While many market players suspect Fed Chair Jerome Powell is more dovish than some other board members, especially more hawkish regional Fed chiefs, a tapering announcement by the end of the year is seen as near certainty.
Thursday's weekly data showed the number of Americans filing claims for unemployment benefits fell again last week as the economic recovery from the COVID-19 pandemic continued, despite concerns about the Delta variant of the virus.
"The focus is shifting to the employment from inflation. While we still need to monitor the impact of Delta variant, if we have a strong payroll growth for the next few months, then there should be a tapering announcement from the Fed," said Naoya Oshikubo, senior economist at Sumitomo Mitsui Trust Asset Management.
Some investors think the Fed could signal timings on tapering as early as at a meeting of central bankers in Jackson Hole, Wyoming, on Aug. 26-28, though many others expect the Fed to take a slower approach.

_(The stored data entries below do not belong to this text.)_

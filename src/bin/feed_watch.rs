//! Binary to connect to a price feed WebSocket, subscribe to every
//! configured feed and print throttled readings for inspecting live data.
//!
//! # Usage
//!
//! ```sh
//! export ORACLE_FEED_CONFIG="config/feeds.example.json"   # optional
//! export ORACLE_FEED_WATCH_SECS=30                        # optional
//! cargo run --bin feed_watch --features cli
//! ```

use std::collections::HashMap;
use std::env;
use std::sync::{Arc, Mutex};
use std::time::Duration;

use oracle_feed_rs::config::FeedConfig;
use oracle_feed_rs::history::PriceHistory;
use oracle_feed_rs::ws::manager::{PriceFeedManager, PriceFeedManagerBuilder};
use tokio::time;

type Histories = Arc<Mutex<HashMap<String, PriceHistory>>>;

#[tokio::main]
async fn main() -> oracle_feed_rs::error::Result<()> {
    tracing_subscriber::fmt()
        .with_env_filter(
            tracing_subscriber::EnvFilter::try_from_default_env()
                .unwrap_or_else(|_| tracing_subscriber::EnvFilter::new("info")),
        )
        .init();

    let config = match env::var("ORACLE_FEED_CONFIG") {
        Ok(path) => {
            println!("Loading config from {path}…");
            FeedConfig::from_file(path)?
        }
        Err(_) => FeedConfig::default(),
    };
    let watch_secs = env::var("ORACLE_FEED_WATCH_SECS")
        .ok()
        .and_then(|s| s.parse::<u64>().ok())
        .unwrap_or(30);

    if config.feeds.is_empty() {
        eprintln!("No feeds configured; set ORACLE_FEED_CONFIG to a config with a `feeds` list");
        return Ok(());
    }

    let capacity = config.history_capacity;
    let feeds = config.feeds.clone();
    let manager = PriceFeedManagerBuilder::from_config(config).build();

    println!("Connecting to {}…", manager.config().url);
    manager.connect().await?;

    let histories: Histories = Arc::default();
    let mut registrations = Vec::with_capacity(feeds.len());
    for feed in &feeds {
        let name = feed.name.clone();
        let sink = histories.clone();
        registrations.push(manager.on_price_update(feed.address.clone(), move |reading| {
            println!(
                "{name:>12}  {:>16.6} ± {:<12.6} (expo {})",
                reading.price(),
                reading.confidence(),
                reading.exponent()
            );
            sink.lock()
                .unwrap_or_else(|e| e.into_inner())
                .entry(name.clone())
                .or_insert_with(|| PriceHistory::new(capacity))
                .push(reading.clone());
        }));

        println!("Subscribing to {} ({})…", feed.name, feed.address);
        match manager.subscribe_default(feed.address.clone()).await {
            Ok(id) => println!("  confirmed as subscription {id}"),
            Err(e) => eprintln!("  subscribe failed: {e}"),
        }
    }

    println!("Listening for updates for {watch_secs} seconds…\n");

    let deadline = time::sleep(Duration::from_secs(watch_secs));
    tokio::pin!(deadline);
    let mut status = manager.status_changes();

    loop {
        tokio::select! {
            _ = &mut deadline => {
                println!("\n{watch_secs} seconds elapsed, disconnecting…");
                break;
            }
            changed = status.changed() => {
                if changed.is_err() {
                    break;
                }
                let current = *status.borrow_and_update();
                println!("[status] {current}");
                if let Some(err) = manager.last_error() {
                    println!("[status] last error: {err}");
                }
            }
        }
    }

    for registration in &registrations {
        registration.remove();
    }
    manager.disconnect().await?;
    print_summary(&manager, &histories);
    println!("Done.");

    Ok(())
}

fn print_summary(manager: &PriceFeedManager, histories: &Histories) {
    let histories = histories.lock().unwrap_or_else(|e| e.into_inner());
    println!("\nSummary ({}):", manager.status());
    for (name, history) in histories.iter() {
        match history.latest() {
            Some(latest) => println!(
                "{name:>12}  {} readings, last {:.6} at {}",
                history.len(),
                latest.price(),
                latest.timestamp().format("%H:%M:%S%.3f")
            ),
            None => println!("{name:>12}  no readings"),
        }
    }
}
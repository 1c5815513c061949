//! Binary price payload decoder.
//!
//! Account notifications carry the account data as a base64 string wrapped
//! in an array (`["<base64>", "base64"]`). The decoded bytes hold, in
//! little-endian order:
//!
//! | Offset | Size | Field          |
//! |--------|------|----------------|
//! | 8      | 8    | raw price (i64)      |
//! | 16     | 8    | raw confidence (i64) |
//! | 24     | 4    | exponent (i32)       |
//!
//! Decoding never fails loudly: [`decode_price_data`] returns `None` for an
//! absent, malformed or short payload. Use [`decode_price_bytes`] when the
//! reason matters.

use base64::Engine;
use base64::engine::general_purpose::STANDARD as BASE64;
use bytes::Bytes;
use serde_json::Value;

use crate::constants::layout::{CONFIDENCE_OFFSET, EXPONENT_OFFSET, MIN_PAYLOAD_LEN, PRICE_OFFSET};
use crate::error::{FeedError, Result};
use crate::types::{FeedType, PriceReading};

/// Read a little-endian `i64` from `data` at `offset`.
#[inline(always)]
fn read_i64_le(data: &[u8], offset: usize) -> i64 {
    let mut buf = [0u8; 8];
    buf.copy_from_slice(&data[offset..offset + 8]);
    i64::from_le_bytes(buf)
}

/// Read a little-endian `i32` from `data` at `offset`.
#[inline(always)]
fn read_i32_le(data: &[u8], offset: usize) -> i32 {
    let mut buf = [0u8; 4];
    buf.copy_from_slice(&data[offset..offset + 4]);
    i32::from_le_bytes(buf)
}

/// Decode the `data` wrapper of an account notification.
///
/// Returns `None` when the wrapper is not an array, its first element is not
/// a string, the base64 is invalid, or the payload is too short.
pub fn decode_price_data(data: &Value) -> Option<PriceReading> {
    let encoded = data.as_array()?.first()?.as_str()?;
    match decode_base64_payload(encoded) {
        Ok(reading) => Some(reading),
        Err(e) => {
            tracing::debug!(error = %e, "Discarding undecodable price payload");
            None
        }
    }
}

/// Decode a base64 string holding a price account.
pub fn decode_base64_payload(encoded: &str) -> Result<PriceReading> {
    let bytes = BASE64
        .decode(encoded)
        .map_err(|e| FeedError::Decode(format!("invalid base64: {e}")))?;
    decode_price_bytes(bytes)
}

/// Decode raw price account bytes.
pub fn decode_price_bytes(bytes: impl Into<Bytes>) -> Result<PriceReading> {
    let bytes = bytes.into();
    if bytes.len() < MIN_PAYLOAD_LEN {
        return Err(FeedError::Decode(format!(
            "price payload too short: {} bytes (need ≥ {MIN_PAYLOAD_LEN})",
            bytes.len()
        )));
    }

    let raw_price = read_i64_le(&bytes, PRICE_OFFSET);
    let raw_confidence = read_i64_le(&bytes, CONFIDENCE_OFFSET);
    let exponent = read_i32_le(&bytes, EXPONENT_OFFSET);

    Ok(PriceReading::new(raw_price, raw_confidence, exponent, bytes))
}

/// Classify a payload.
///
/// Always reports [`FeedType::Price`]: this version has no multi-format
/// dispatch, so the input is not inspected.
pub fn detect_feed_type(_bytes: &[u8]) -> FeedType {
    FeedType::Price
}
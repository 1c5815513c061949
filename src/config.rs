//! Configuration for the price feed client.
//!
//! [`FeedConfig`] carries everything the connection manager needs that is
//! supplied from outside the core: the endpoint, reconnect and throttle
//! timing, and the list of known price accounts. It deserializes from JSON
//! with every field optional:
//!
//! ```
//! use oracle_feed_rs::config::FeedConfig;
//!
//! let config = FeedConfig::from_json_str(r#"{
//!     "url": "wss://api.devnet.solana.com",
//!     "reconnect_delay_ms": 1000,
//!     "feeds": [{ "name": "SOL/USD", "address": "J83w4HKfqxwcq3BEMMkPFSppX3gqekLyLJBexebFVkix" }]
//! }"#).unwrap();
//!
//! assert_eq!(config.max_reconnect_attempts, 5);
//! assert_eq!(config.feeds[0].name, "SOL/USD");
//! ```

use std::path::Path;
use std::time::Duration;

use serde::{Deserialize, Serialize};
use url::Url;

use crate::constants::{
    DEFAULT_HISTORY_CAPACITY, DEFAULT_MAX_RECONNECT_ATTEMPTS, DEFAULT_RECONNECT_DELAY_MS,
    DEFAULT_THROTTLE_INTERVAL_MS, DEFAULT_WS_URL,
};
use crate::error::{FeedError, Result};
use crate::types::SubscribeParams;

/// A subscribable price account with a display name.
#[derive(Debug, Clone, PartialEq, Eq, Serialize, Deserialize)]
pub struct FeedDescriptor {
    /// Display name (e.g. `"BTC/USD"`).
    pub name: String,
    /// Resource address of the price account.
    pub address: String,
}

impl FeedDescriptor {
    /// Create a new descriptor.
    pub fn new(name: impl Into<String>, address: impl Into<String>) -> Self {
        Self {
            name: name.into(),
            address: address.into(),
        }
    }
}

/// Configuration for the [`PriceFeedManager`](crate::ws::manager::PriceFeedManager).
#[derive(Debug, Clone, PartialEq, Serialize, Deserialize)]
#[serde(default)]
pub struct FeedConfig {
    /// WebSocket endpoint (`ws://` or `wss://`).
    pub url: String,
    /// Delay before each automatic reconnect attempt (milliseconds).
    pub reconnect_delay_ms: u64,
    /// Automatic reconnect attempts before giving up.
    pub max_reconnect_attempts: u32,
    /// Minimum spacing between throttled deliveries (milliseconds).
    pub throttle_interval_ms: u64,
    /// How long `subscribe()` waits for an acknowledgment. `None` waits
    /// indefinitely.
    pub subscribe_timeout_ms: Option<u64>,
    /// Readings kept per feed by a [`PriceHistory`](crate::history::PriceHistory).
    pub history_capacity: usize,
    /// Parameters used when subscribing to configured feeds.
    pub default_params: SubscribeParams,
    /// Known price accounts.
    pub feeds: Vec<FeedDescriptor>,
}

impl Default for FeedConfig {
    fn default() -> Self {
        Self {
            url: DEFAULT_WS_URL.to_owned(),
            reconnect_delay_ms: DEFAULT_RECONNECT_DELAY_MS,
            max_reconnect_attempts: DEFAULT_MAX_RECONNECT_ATTEMPTS,
            throttle_interval_ms: DEFAULT_THROTTLE_INTERVAL_MS,
            subscribe_timeout_ms: None,
            history_capacity: DEFAULT_HISTORY_CAPACITY,
            default_params: SubscribeParams::default(),
            feeds: Vec::new(),
        }
    }
}

impl FeedConfig {
    /// Parse and validate a JSON document.
    pub fn from_json_str(json: &str) -> Result<Self> {
        let config: Self = serde_json::from_str(json)?;
        config.validate()?;
        Ok(config)
    }

    /// Read, parse and validate a JSON file.
    pub fn from_file(path: impl AsRef<Path>) -> Result<Self> {
        let path = path.as_ref();
        let json = std::fs::read_to_string(path)?;
        tracing::debug!(path = %path.display(), "Loaded feed config");
        Self::from_json_str(&json)
    }

    /// Check the endpoint and numeric bounds.
    pub fn validate(&self) -> Result<()> {
        let url = Url::parse(&self.url)?;
        if !matches!(url.scheme(), "ws" | "wss") {
            return Err(FeedError::InvalidArgument(format!(
                "url scheme must be ws or wss, got {}",
                url.scheme()
            )));
        }
        if self.history_capacity == 0 {
            return Err(FeedError::InvalidArgument(
                "history_capacity must be at least 1".into(),
            ));
        }
        if let Some(feed) = self.feeds.iter().find(|f| f.address.is_empty()) {
            return Err(FeedError::InvalidArgument(format!(
                "feed {:?} has an empty address",
                feed.name
            )));
        }
        Ok(())
    }

    /// Reconnect backoff as a [`Duration`].
    pub fn reconnect_delay(&self) -> Duration {
        Duration::from_millis(self.reconnect_delay_ms)
    }

    /// Throttle window as a [`Duration`].
    pub fn throttle_interval(&self) -> Duration {
        Duration::from_millis(self.throttle_interval_ms)
    }

    /// Subscribe timeout as a [`Duration`], if one is set.
    pub fn subscribe_timeout(&self) -> Option<Duration> {
        self.subscribe_timeout_ms.map(Duration::from_millis)
    }

    /// Look up a configured feed by display name.
    pub fn feed(&self, name: &str) -> Option<&FeedDescriptor> {
        self.feeds.iter().find(|f| f.name == name)
    }
}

"I think they still want to talk about it some more, they still want to think about talking about it and talk about thinking about it to have us absorbed that idea, so that it becomes not news at all when they start doing that," said Christopher Smart, chief global strategist and head of Barings Investment Institute in Boston.
"When they start doing it, it will be very small amounts. They want to make sure that they're not going to disrupt the markets, particularly the mortgage markets where they've been buying a lot of assets," he added.